The following year, Kelsey and the Cree left camp, ascended the Saskatchewan River, and took the Carrot River, where they abandoned their canoes and continued on foot. After crossing a marshy area that stretched for several kilometres south of the Saskatchewan River, they crossed through a more open area filled with deer, where they met Assiniboine people of Eagle Creek. They carried on to the Red Deer River and its slate mines, ascended this waterway in a south-southwesterly direction and, further on, reached the Great Salt Plain, 68 kilometres wide from east to west. They met other Assiniboine here from Thunder Hill. Kelsey found himself next in an area of high wooded plateaux which appears to have been the area of Touchwood Hills. In August 1691, he saw bison and grizzly bears. He became the first European to describe the flora and fauna of the Canadian West.

On August 25, Kelsey encountered a large number of the Assiniboine Nation (Stone or Mountain peoples). Shortly thereafter, he negotiated with the Naywatame (Gros Venture) to bring peace between them and the Assiniboine, but was unsuccessful. He returned to Deerings Point, and from there to York Factory in the summer of 1692, bringing with him several Native people.

It is hard to evaluate the financial outcome of this voyage since Fort York fell into French hands in 1694 and remained so until 1714. For more than half a century after Kelsey's voyage, only two Hudson's Bay Company employees went into the interior of the country, William Stuart and Richard Norton, and Kelsey's journal of the voyage only became known outside of the Company in 1749 -- in other words, after the voyages of La Vérendrye in the west. In spite of Kelsey's observations, it cannot be said for certain how far he travelled.

The voyage of 1690 to 1692 was Kelsey's last one to the interior but not his last voyage of exploration. After having climbed the hierarchy within the Company by working in Hudson Bay, in 1718 Kelsey was named governor of all the establishments on Hudson's Bay, including Churchill.

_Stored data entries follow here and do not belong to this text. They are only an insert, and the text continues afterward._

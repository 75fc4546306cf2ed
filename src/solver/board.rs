use crate::{CellState, Dimensions, Grid, Position};

/// A view of the grid that hides information the rules shouldn't have access to:
/// mine locations, and the numbers of cells that are not yet revealed.
#[derive(Debug, Clone, Copy)]
pub struct GridView<'a> {
    grid: &'a Grid,
}

impl<'a> GridView<'a> {
    pub fn new(grid: &'a Grid) -> Self {
        Self { grid }
    }

    pub fn get(&self, pos: Position) -> Option<SolverCell> {
        self.grid.state(pos).map(|state| match state {
            CellState::Covered => SolverCell::Covered,
            CellState::Flagged => SolverCell::Flagged,
            CellState::Revealed => SolverCell::Revealed(self.grid.adjacent_mine_count(pos)),
            CellState::Detonated => SolverCell::Detonated,
        })
    }

    pub fn dimensions(&self) -> Dimensions {
        self.grid.dimensions()
    }

    pub fn neighbors(&self, pos: Position) -> Vec<Position> {
        self.dimensions().neighbors(pos)
    }

    pub fn covered_neighbors(&self, pos: Position) -> Vec<Position> {
        self.grid.covered_neighbors(pos)
    }

    pub fn revealed_neighbors(&self, pos: Position) -> Vec<Position> {
        self.neighbors(pos)
            .into_iter()
            .filter(|p| matches!(self.get(*p), Some(SolverCell::Revealed(_))))
            .collect()
    }

    pub fn effective_number(&self, pos: Position) -> Option<i32> {
        self.grid.effective_number(pos)
    }

    /// Revealed cells that still border at least one covered cell, in row-major order.
    pub fn frontier(&self) -> Vec<Position> {
        self.grid
            .revealed_cells()
            .into_iter()
            .filter(|p| !self.covered_neighbors(*p).is_empty())
            .collect()
    }
}

#[derive(Debug, Clone, Copy, PartialEq, Eq)]
pub enum SolverCell {
    Covered,
    Flagged,
    /// Raw number of neighboring mines
    Revealed(u8),
    Detonated,
}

During the four years that he held this position, he continued to explore the north of Hudson Bay. In July and August 1719, with the coastal ships Prosperous and Success, he reached 62º40' north latitude. He exchanged two Native slaves for two Inuit whom he wanted to use as interpreters. He also bartered whalebone, oil and walrus tusks. The following year, having been apprised of his competitor James Knight's voyage, he sent John Hancock to Churchill and, from there, further north. Hancock returned in September. He confirmed that Knight's men had ruined the trade for them. No one suspected the sad fate of Knight's expedition.

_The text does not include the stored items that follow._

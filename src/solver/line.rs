use super::board::GridView;
use super::traits::{Deduction, Rule};
use crate::Position;
use itertools::Itertools;

/// The 1-2-1 edge pattern.
///
/// ```text
/// ? ? ?
/// 1 2 1
/// ```
///
/// A 2 whose only covered neighbors are three cells along one side of it. A
/// revealed 1 beside the 2 on that axis covers the near end and the middle of
/// the line but not the far end, so it can hold at most one of the 2's mines:
/// the far end is a mine and the 1's other covered neighbors are safe. With a 1
/// on both sides both ends are mines and the middle is safe.
#[derive(Debug, Default, Clone, Copy)]
pub struct TwoInALine;

impl Rule for TwoInALine {
    fn name(&self) -> &str {
        "Two In A Line"
    }

    fn deduce(&self, view: &GridView, cell: Position) -> Deduction {
        let mut deduction = Deduction::default();
        if view.effective_number(cell) != Some(2) {
            return deduction;
        }

        let mut line = view.covered_neighbors(cell);
        if line.len() != 3 {
            return deduction;
        }

        // Three colinear neighbors can only be a full row above/below or a
        // full column left/right of the cell.
        let (dr, dc) = if line.iter().map(|p| p.row).all_equal() {
            line.sort_by_key(|p| p.col);
            (0, 1)
        } else if line.iter().map(|p| p.col).all_equal() {
            line.sort_by_key(|p| p.row);
            (1, 0)
        } else {
            return deduction;
        };
        let (low_end, middle, high_end) = (line[0], line[1], line[2]);

        for (step, far_end) in [(-1, high_end), (1, low_end)] {
            let flank = cell.offset(step * dr, step * dc);
            if view.effective_number(flank) != Some(1) {
                continue;
            }
            deduction.mines.insert(far_end);
            deduction.safe.extend(
                view.covered_neighbors(flank)
                    .into_iter()
                    .filter(|p| !line.contains(p)),
            );
        }

        if deduction.mines.len() == 2 {
            deduction.safe.insert(middle);
        }
        deduction
    }
}

#[cfg(test)]
mod tests {
    use super::*;
    use crate::{Dimensions, Grid};

    fn open(grid: &mut Grid, revealed: &[Position]) {
        for &pos in revealed {
            grid.mark_revealed(pos).unwrap();
        }
    }

    #[test]
    fn test_one_two_one_on_wall() {
        // x . x
        // 1 2 1
        // . . .
        let mines = [Position::new(0, 0), Position::new(0, 2)];
        let mut grid = Grid::from_mines(Dimensions::new(3, 3), &mines).unwrap();
        let revealed: Vec<Position> = (1..3)
            .flat_map(|r| (0..3).map(move |c| Position::new(r, c)))
            .collect();
        open(&mut grid, &revealed);

        let deduction = TwoInALine.deduce(&grid.view(), Position::new(1, 1));
        assert_eq!(deduction.mines.into_iter().collect::<Vec<_>>(), mines.to_vec());
        assert_eq!(
            deduction.safe.into_iter().collect::<Vec<_>>(),
            vec![Position::new(0, 1)]
        );
    }

    #[test]
    fn test_single_flank_clears_its_outer_cells() {
        // # x # x x
        // # 1 2 2 #
        // # . . . #
        let mines = [Position::new(0, 1), Position::new(0, 3), Position::new(0, 4)];
        let mut grid = Grid::from_mines(Dimensions::new(3, 5), &mines).unwrap();
        open(
            &mut grid,
            &[
                Position::new(1, 1),
                Position::new(1, 2),
                Position::new(1, 3),
                Position::new(2, 1),
                Position::new(2, 2),
                Position::new(2, 3),
            ],
        );
        assert_eq!(grid.effective_number(Position::new(1, 1)), Some(1));
        assert_eq!(grid.effective_number(Position::new(1, 3)), Some(2));

        let deduction = TwoInALine.deduce(&grid.view(), Position::new(1, 2));
        assert_eq!(
            deduction.mines.into_iter().collect::<Vec<_>>(),
            vec![Position::new(0, 3)]
        );
        assert_eq!(
            deduction.safe.into_iter().collect::<Vec<_>>(),
            vec![Position::new(0, 0), Position::new(1, 0), Position::new(2, 0)]
        );
    }

    #[test]
    fn test_vertical_line() {
        // . 1 .
        // x 2 .
        // x . .
        let mines = [Position::new(1, 0), Position::new(2, 0)];
        let mut grid = Grid::from_mines(Dimensions::new(3, 3), &mines).unwrap();
        open(
            &mut grid,
            &[
                Position::new(0, 1),
                Position::new(0, 2),
                Position::new(1, 1),
                Position::new(1, 2),
                Position::new(2, 1),
                Position::new(2, 2),
            ],
        );
        assert_eq!(grid.effective_number(Position::new(2, 1)), Some(2));

        let deduction = TwoInALine.deduce(&grid.view(), Position::new(1, 1));
        assert_eq!(
            deduction.mines.into_iter().collect::<Vec<_>>(),
            vec![Position::new(2, 0)]
        );
        assert!(deduction.safe.is_empty());
    }

    #[test]
    fn test_ignores_non_colinear_cells() {
        // x # .
        // x 2 .
        // . . .
        let mines = [Position::new(0, 0), Position::new(1, 0)];
        let mut grid = Grid::from_mines(Dimensions::new(3, 3), &mines).unwrap();
        open(
            &mut grid,
            &[
                Position::new(0, 2),
                Position::new(1, 1),
                Position::new(1, 2),
                Position::new(2, 0),
                Position::new(2, 1),
                Position::new(2, 2),
            ],
        );
        assert_eq!(grid.covered_neighbors(Position::new(1, 1)).len(), 3);
        assert!(TwoInALine.deduce(&grid.view(), Position::new(1, 1)).is_empty());
    }

    crate::rule_test_suite!(two_in_a_line_suite, TwoInALine);
}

In 1721, Kelsey undertook a new expedition to the north to try to find copper, a metal much discussed at Company posts. He went first to Churchill, and met with Inuit on July 21 and 23 as well as on August 1. These informed him of the loss of Knight's ship, the Albany. Violent winds prevented Kelsey from going any further. The explorer had just completed his last voyage. The following year, as his mandate as governor was finished, he was recalled to England, where he died in November 1724.